しかし、そもそも国民国家は今よりはるかに移動、移住が困難だった時代に、今よりはるかに情報伝達手段も速度も限られていた時代に成立したもので、ネーションに対する想像力は一方で技術的な条件が可能にしたものでありつつ物理的に制限されていた。その初期条件が微調整されつつも枠づけてきた。

それが、人も情報も越境が容易になるにつれて逆説的にとも言えるし、そもそも「想像の共同体」であるが故にとも言えるが、歴史的な構築物でしかない国の文化・伝統や国民性といったもの、あるいは「血」に仮託されるような象徴性への固着、執着が強められている面がある。

そもそも現在の日本の領域も、侵略・併合や連合の結果として拡大し編制されてきたものに過ぎないし、天皇は元々地域的な王権だったものが徐々にその権威が及ぶ範囲が拡大し、またその権威が利用されることでむしろ強められという経過を辿ってきた。

「万世一系」は「血」のフィクションであると同時に、時代時代において遡及的に構築され更新されることで「存続」してきたと言えるし、日本に限らず「国の歴史」「国民の歴史」は常に「現在」の視点から遡及的に書かれるものだ。

だから、歴史において「外国人」をどう描くかには現在の国や国籍の捉え方、考え方が忍び込むし、当時感得されたであろう異質性、異文化性を想像する時に現在の異質性、異文化性への感覚が紛れ込む。しかもそれは「想像の共同体」を成立させたものが再帰的に構築してきた認識であり想像力である。

その歴史的に構築され枠づけられてきた、国であり国民であるネーションへの認識と想像力に固着、執着し続けるのかが今まさに問われているのではないか。排外主義的、優生学的に不安や恐怖を煽り、国境・領土の象徴性を実体視し、日本人・日本国民の象徴的な「純粋性」を実体視するのかどうか。

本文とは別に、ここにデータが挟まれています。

/*
* Licensed to Elasticsearch B.V. under one or more contributor
* license agreements. See the NOTICE file distributed with
* this work for additional information regarding copyright
* ownership. Elasticsearch B.V. licenses this file to you under
* the Apache License, Version 2.0 (the "License"); you may
* not use this file except in compliance with the License.
* You may obtain a copy of the License at
*
*  http://www.apache.org/licenses/LICENSE-2.0
*
* Unless required by applicable law or agreed to in writing,
* software distributed under the License is distributed on an
* "AS IS" BASIS, WITHOUT WARRANTIES OR CONDITIONS OF ANY
* KIND, either express or implied.  See the License for the
* specific language governing permissions and limitations
* under the License.
*/

//! # Minimum spanning trees under mutual reachability
//!
//! A dual tree version of Boruvka's algorithm. Every pass walks pairs of tree nodes,
//! pruning pairs that are too far apart to beat any component's current best edge and
//! pairs wholly inside one component, then merges each component along the cheapest
//! edge it found. See [`BoruvkaSolver`] for the state machine.

use pointcloud::loaders::load_yaml;
use pointcloud::*;
use serde::{Deserialize, Serialize};
use std::path::Path;
use yaml_rust::Yaml;

use crate::errors::*;
use crate::tree::bounds::NodeBounds;
use crate::tree::{
    read_bool, read_f32, read_tree_kind, read_usize, BallTree, KdTree, SpatialIndex, SpatialTree,
    SpatialTreeBuilder, TreeKind,
};

mod solver;
pub use solver::{BoruvkaSolver, BoruvkaState};
pub(crate) use solver::check_parameters;
mod union_find;
pub use union_find::UnionFind;

/// The edges of a spanning tree as three parallel arrays.
#[derive(Debug, Clone, Default, PartialEq, Serialize, Deserialize)]
pub struct MstEdges {
    /// One end of each edge
    pub source: Vec<PointIndex>,
    /// The other end
    pub sink: Vec<PointIndex>,
    /// Mutual reachability distance between the two ends
    pub weight: Vec<f32>,
}

impl MstEdges {
    /// Room for `capacity` edges, allocated up front.
    pub fn with_capacity(capacity: usize) -> IndexResult<MstEdges> {
        Ok(MstEdges {
            source: try_with_capacity(capacity, "edge list allocation")?,
            sink: try_with_capacity(capacity, "edge list allocation")?,
            weight: try_with_capacity(capacity, "edge list allocation")?,
        })
    }

    ///
    pub fn push(&mut self, source: PointIndex, sink: PointIndex, weight: f32) {
        self.source.push(source);
        self.sink.push(sink);
        self.weight.push(weight);
    }

    /// Number of edges
    pub fn len(&self) -> usize {
        self.weight.len()
    }

    ///
    pub fn is_empty(&self) -> bool {
        self.weight.is_empty()
    }

    /// `(source, sink, weight)` triples
    pub fn iter(&self) -> impl Iterator<Item = (PointIndex, PointIndex, f32)> + '_ {
        self.source
            .iter()
            .zip(&self.sink)
            .zip(&self.weight)
            .map(|((source, sink), weight)| (*source, *sink, *weight))
    }

    /// Sum of the weights, accumulated in `f64`
    pub fn total_weight(&self) -> f64 {
        self.weight.iter().map(|w| *w as f64).sum()
    }

    /// Reorders the edges by ascending weight. Equal weights keep their order.
    pub fn sort_by_weight(&mut self) {
        let mut order: Vec<usize> = (0..self.len()).collect();
        order.sort_by(|a, b| self.weight[*a].total_cmp(&self.weight[*b]));
        self.source = order.iter().map(|i| self.source[*i]).collect();
        self.sink = order.iter().map(|i| self.sink[*i]).collect();
        self.weight = order.iter().map(|i| self.weight[*i]).collect();
    }
}

/// A construction object for spanning trees.
///
/// `min_samples` picks the neighbor that defines a point's core distance, `alpha` divides
/// raw distances, `approx_min_span_tree` lets passes keep stale node bounds while the
/// component count is still dropping. `leaf_size` and `tree_kind` describe the tree the
/// solver walks; with [`TreeKind::Auto`] the usual heuristic of [`SpatialTreeBuilder`] applies.
#[derive(Debug, Clone)]
pub struct BoruvkaBuilder {
    pub(crate) min_samples: usize,
    pub(crate) alpha: f32,
    pub(crate) approx_min_span_tree: bool,
    pub(crate) leaf_size: usize,
    pub(crate) kind: TreeKind,
}

impl Default for BoruvkaBuilder {
    fn default() -> BoruvkaBuilder {
        BoruvkaBuilder {
            min_samples: 5,
            alpha: 1.0,
            approx_min_span_tree: false,
            leaf_size: 40,
            kind: TreeKind::Auto,
        }
    }
}

impl BoruvkaBuilder {
    /// Creates a new builder with sensible defaults.
    pub fn new() -> BoruvkaBuilder {
        BoruvkaBuilder::default()
    }

    /// Creates a builder from a yaml file. Missing keys keep their defaults.
    /// ```yaml
    /// ---
    /// min_samples: 5
    /// alpha: 1.0
    /// approx_min_span_tree: false
    /// leaf_size: 40
    /// tree_kind: kd
    /// ```
    pub fn from_yaml<P: AsRef<Path>>(path: P) -> IndexResult<BoruvkaBuilder> {
        let params = load_yaml(&path)?;
        BoruvkaBuilder::from_params(&params, &path.as_ref().to_string_lossy())
    }

    pub(crate) fn from_params(params: &Yaml, file_name: &str) -> IndexResult<BoruvkaBuilder> {
        let defaults = BoruvkaBuilder::default();
        Ok(BoruvkaBuilder {
            min_samples: read_usize(params, "min_samples", file_name)?
                .unwrap_or(defaults.min_samples),
            alpha: read_f32(params, "alpha", file_name)?.unwrap_or(defaults.alpha),
            approx_min_span_tree: read_bool(params, "approx_min_span_tree", file_name)?
                .unwrap_or(defaults.approx_min_span_tree),
            leaf_size: read_usize(params, "leaf_size", file_name)?.unwrap_or(defaults.leaf_size),
            kind: read_tree_kind(params, file_name)?.unwrap_or(defaults.kind),
        })
    }

    /// See [`BoruvkaBuilder`] for docs
    pub fn set_min_samples(&mut self, x: usize) -> &mut Self {
        self.min_samples = x;
        self
    }
    /// See [`BoruvkaBuilder`] for docs
    pub fn set_alpha(&mut self, x: f32) -> &mut Self {
        self.alpha = x;
        self
    }
    /// See [`BoruvkaBuilder`] for docs
    pub fn set_approx_min_span_tree(&mut self, x: bool) -> &mut Self {
        self.approx_min_span_tree = x;
        self
    }
    /// See [`BoruvkaBuilder`] for docs
    pub fn set_leaf_size(&mut self, x: usize) -> &mut Self {
        self.leaf_size = x;
        self
    }
    /// See [`BoruvkaBuilder`] for docs
    pub fn set_kind(&mut self, x: TreeKind) -> &mut Self {
        self.kind = x;
        self
    }

    /// Builds a tree over the points and solves on it.
    pub fn build_mst<D: PointCloud, M: Metric>(&self, point_cloud: D, metric: M) -> IndexResult<MstEdges> {
        check_parameters(point_cloud.len(), self.min_samples, self.alpha)?;
        let mut tree_builder = SpatialTreeBuilder::new();
        tree_builder.set_leaf_size(self.leaf_size).set_kind(self.kind);
        let index = tree_builder.build(point_cloud, metric)?;
        self.mst_from_index(&index)
    }

    /// Solves over the data of an existing index. The index's own tree is walked when its
    /// kind matches `tree_kind` (or `tree_kind` is `Auto`), otherwise a tree of the
    /// requested kind is built over the same points.
    pub fn mst_from_index<D: PointCloud, M: Metric>(&self, index: &SpatialIndex<D, M>) -> IndexResult<MstEdges> {
        check_parameters(index.len(), self.min_samples, self.alpha)?;
        match (index, self.kind) {
            (SpatialIndex::Kd(tree), TreeKind::Kd | TreeKind::Auto) => self.solve(tree),
            (SpatialIndex::Ball(tree), TreeKind::Ball | TreeKind::Auto) => self.solve(tree),
            (SpatialIndex::Ball(tree), TreeKind::Kd) => {
                let kd = KdTree::new(tree.point_cloud(), tree.metric().clone(), self.leaf_size)?;
                self.solve(&kd)
            }
            (SpatialIndex::Kd(tree), TreeKind::Ball) => {
                let ball = BallTree::new(tree.point_cloud(), tree.metric().clone(), self.leaf_size)?;
                self.solve(&ball)
            }
        }
    }

    /// Solves on a typed tree.
    pub fn solve<D: PointCloud, M: Metric, B: NodeBounds>(
        &self,
        tree: &SpatialTree<D, M, B>,
    ) -> IndexResult<MstEdges> {
        BoruvkaSolver::new(tree, self.min_samples, self.alpha, self.approx_min_span_tree)?
            .spanning_tree()
    }
}

/// The `n - 1` edges of a minimum spanning tree under mutual reachability.
///
/// Picks the tree kind automatically. Fails with `InvalidConfiguration` on fewer than two
/// points and with `InvalidArgument` when `min_samples` is 0 or at least the number of
/// points, or `alpha` is not positive.
pub fn compute_mst<D: PointCloud, M: Metric>(
    points: D,
    min_samples: usize,
    metric: M,
    alpha: f32,
    approximate: bool,
    leaf_size: usize,
) -> IndexResult<MstEdges> {
    BoruvkaBuilder::new()
        .set_min_samples(min_samples)
        .set_alpha(alpha)
        .set_approx_min_span_tree(approximate)
        .set_leaf_size(leaf_size)
        .build_mst(points, metric)
}

#[cfg(test)]
mod tests {
    use super::*;
    use crate::tree::tree::tests::{grid, two_triangles};
    use pointcloud::data_sources::DataRam;
    use yaml_rust::YamlLoader;

    #[test]
    fn edges_bookkeeping() {
        let mut edges = MstEdges::with_capacity(3).unwrap();
        edges.push(0, 1, 2.0);
        edges.push(1, 2, 0.5);
        edges.push(2, 3, 1.0);
        assert_eq!(edges.len(), 3);
        assert_approx_eq!(edges.total_weight(), 3.5f64);
        edges.sort_by_weight();
        assert_eq!(edges.source, vec![1, 2, 0]);
        assert_eq!(edges.sink, vec![2, 3, 1]);
        assert_eq!(edges.iter().next(), Some((1, 2, 0.5)));
    }

    #[test]
    fn kind_mismatch_rebuilds() {
        let cloud = grid(6);
        let index = SpatialTreeBuilder::new()
            .set_kind(TreeKind::Kd)
            .set_leaf_size(4)
            .build(&cloud, L2)
            .unwrap();
        let mut builder = BoruvkaBuilder::new();
        builder.set_min_samples(2).set_leaf_size(3);
        let reused = builder.mst_from_index(&index).unwrap();
        builder.set_kind(TreeKind::Ball);
        let rebuilt = builder.mst_from_index(&index).unwrap();
        assert_eq!(reused.len(), 35);
        assert_eq!(rebuilt.len(), 35);
        assert_approx_eq!(reused.total_weight(), rebuilt.total_weight(), 1e-3);
    }

    #[test]
    fn bad_inputs() {
        let single = DataRam::new(vec![1.0, 1.0], 2).unwrap();
        assert!(matches!(
            compute_mst(single, 1, L2, 1.0, false, 2),
            Err(IndexError::InvalidConfiguration(_))
        ));
        assert!(matches!(
            compute_mst(two_triangles(), 0, L2, 1.0, false, 2),
            Err(IndexError::InvalidArgument(_))
        ));
        assert!(matches!(
            compute_mst(two_triangles(), 1, L2, -1.0, false, 2),
            Err(IndexError::InvalidArgument(_))
        ));
    }

    #[test]
    fn builder_from_yaml() {
        let params = &YamlLoader::load_from_str(
            "min_samples: 3\nalpha: 2\napprox_min_span_tree: true\ntree_kind: kd",
        )
        .unwrap()[0];
        let builder = BoruvkaBuilder::from_params(params, "test").unwrap();
        assert_eq!(builder.min_samples, 3);
        assert_approx_eq!(builder.alpha, 2.0f32);
        assert!(builder.approx_min_span_tree);
        assert_eq!(builder.leaf_size, 40);
        assert_eq!(builder.kind, TreeKind::Kd);

        let params = &YamlLoader::load_from_str("approx_min_span_tree: maybe").unwrap()[0];
        assert!(BoruvkaBuilder::from_params(params, "test").is_err());
    }
}
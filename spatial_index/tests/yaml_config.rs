/*
* Licensed to Elasticsearch B.V. under one or more contributor
* license agreements. See the NOTICE file distributed with
* this work for additional information regarding copyright
* ownership. Elasticsearch B.V. licenses this file to you under
* the Apache License, Version 2.0 (the "License"); you may
* not use this file except in compliance with the License.
* You may obtain a copy of the License at
*
*  http://www.apache.org/licenses/LICENSE-2.0
*
* Unless required by applicable law or agreed to in writing,
* software distributed under the License is distributed on an
* "AS IS" BASIS, WITHOUT WARRANTIES OR CONDITIONS OF ANY
* KIND, either express or implied.  See the License for the
* specific language governing permissions and limitations
* under the License.
*/

use pointcloud::*;
use spatial_index::utils::*;
use spatial_index::*;
use std::fs::File;
use std::io::Write;
use std::path::{Path, PathBuf};
use tempdir::TempDir;

fn write_points(dir: &Path) {
    let mut csv = File::create(dir.join("points.csv")).unwrap();
    writeln!(csv, "x,y").unwrap();
    for (x, y) in [(0.0, 0.0), (0.0, 1.0), (1.0, 0.0), (10.0, 10.0), (10.0, 11.0), (11.0, 10.0)] {
        writeln!(csv, "{},{}", x, y).unwrap();
    }
}

fn write_config(dir: &Path, body: &str) -> PathBuf {
    let path = dir.join("config.yml");
    let mut config = File::create(&path).unwrap();
    writeln!(config, "---\ndata_path: points.csv\nhas_headers: true\ndata_dim: 2\ncount: 6").unwrap();
    write!(config, "{}", body).unwrap();
    path
}

#[test]
fn index_from_a_config() {
    let dir = TempDir::new("index_config").unwrap();
    write_points(dir.path());
    let path = write_config(dir.path(), "leaf_size: 2\ntree_kind: ball\nmetric: manhattan\n");
    let index = index_from_yaml(&path).unwrap();
    assert_eq!(index.kind(), TreeKind::Ball);
    assert_eq!(index.leaf_size(), 2);
    assert_eq!(index.metric().p(), 1.0);
    let nearest = index.knn(&[10.0, 10.0], 3).unwrap();
    assert_eq!(nearest[0], (0.0, 3));
    assert_eq!(nearest[2].0, 1.0);
}

#[test]
fn spanning_tree_from_a_config() {
    let dir = TempDir::new("mst_config").unwrap();
    write_points(dir.path());
    let path = write_config(
        dir.path(),
        "min_samples: 1\nalpha: 1.0\nleaf_size: 2\ntree_kind: kd\nmetric: minkowski\np: 2\n",
    );
    let edges = mst_from_yaml(&path).unwrap();
    assert_eq!(edges.len(), 5);
    assert!((edges.total_weight() - (4.0 + 181.0f64.sqrt())).abs() < 1e-3);
}

#[test]
fn bad_configs_are_reported() {
    let dir = TempDir::new("bad_config").unwrap();
    write_points(dir.path());
    let path = write_config(dir.path(), "tree_kind: octree\n");
    assert!(matches!(
        index_from_yaml(&path),
        Err(IndexError::ParsingError(_))
    ));
    let path = write_config(dir.path(), "min_samples: 9\n");
    assert!(matches!(
        mst_from_yaml(&path),
        Err(IndexError::InvalidArgument(_))
    ));
    assert!(matches!(
        index_from_yaml(dir.path().join("missing.yml")),
        Err(IndexError::IoError(_))
    ));
}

どこの国もそうだが、日本の文化にせよ各地域の文化にせよ常に変わり続けている。伝統であったり一貫した特徴であったりとして認識、感得されるものも遡及的に更新され、合理化され続けている。忘れ去られたり比重が低められるものもあれば、再発見されたり重み付けがされたりするものもある。

「外国人」も日本文化を外から豊かにするものと捉えられる時代もあれば、日本文化を受容し同化し内から貢献するものと捉えられる時代もある。それは同時代的にもそうだし、歴史的に捉える時にもその捉え方は揺れ動く。日本人が受動的に受容したのか、能動的に摂取したのかについても同様だ。

想像・象徴の領域をさらに膨らませて日本人・国民の「純粋性」にこだわることには意味はなく、日本という国の領域に住み、滞在する人がいかに安寧に、豊かに暮らし働けるかを構想する段階にあると考えるし、外国人受け入れを増やすか否かではなく「どのように」円滑に受け入れるかだと考える。

外国人を悪魔化し悪者視するのではなく、日本人・国民と同等に善も悪もある存在と見ればよく、文化的な違いは当然あるがそれに優劣をつけず、どう共存し通約していけるか(同化強要でもゲットー化でもなく)、それにより日本という領域内の文化をどう豊かなものにしていけるかだろう。

それはこれから来る外国人との間のことだけでなく、当然ながら、既に暮らしている在日外国人との間、コリアン、中国人はじめ何世代にもわたって暮らしてきた在日外国人との間のことでもある。だから法制度的にも入管法だけの問題ではないし、まずは入管法から排外主義の要素をなくす必要がある。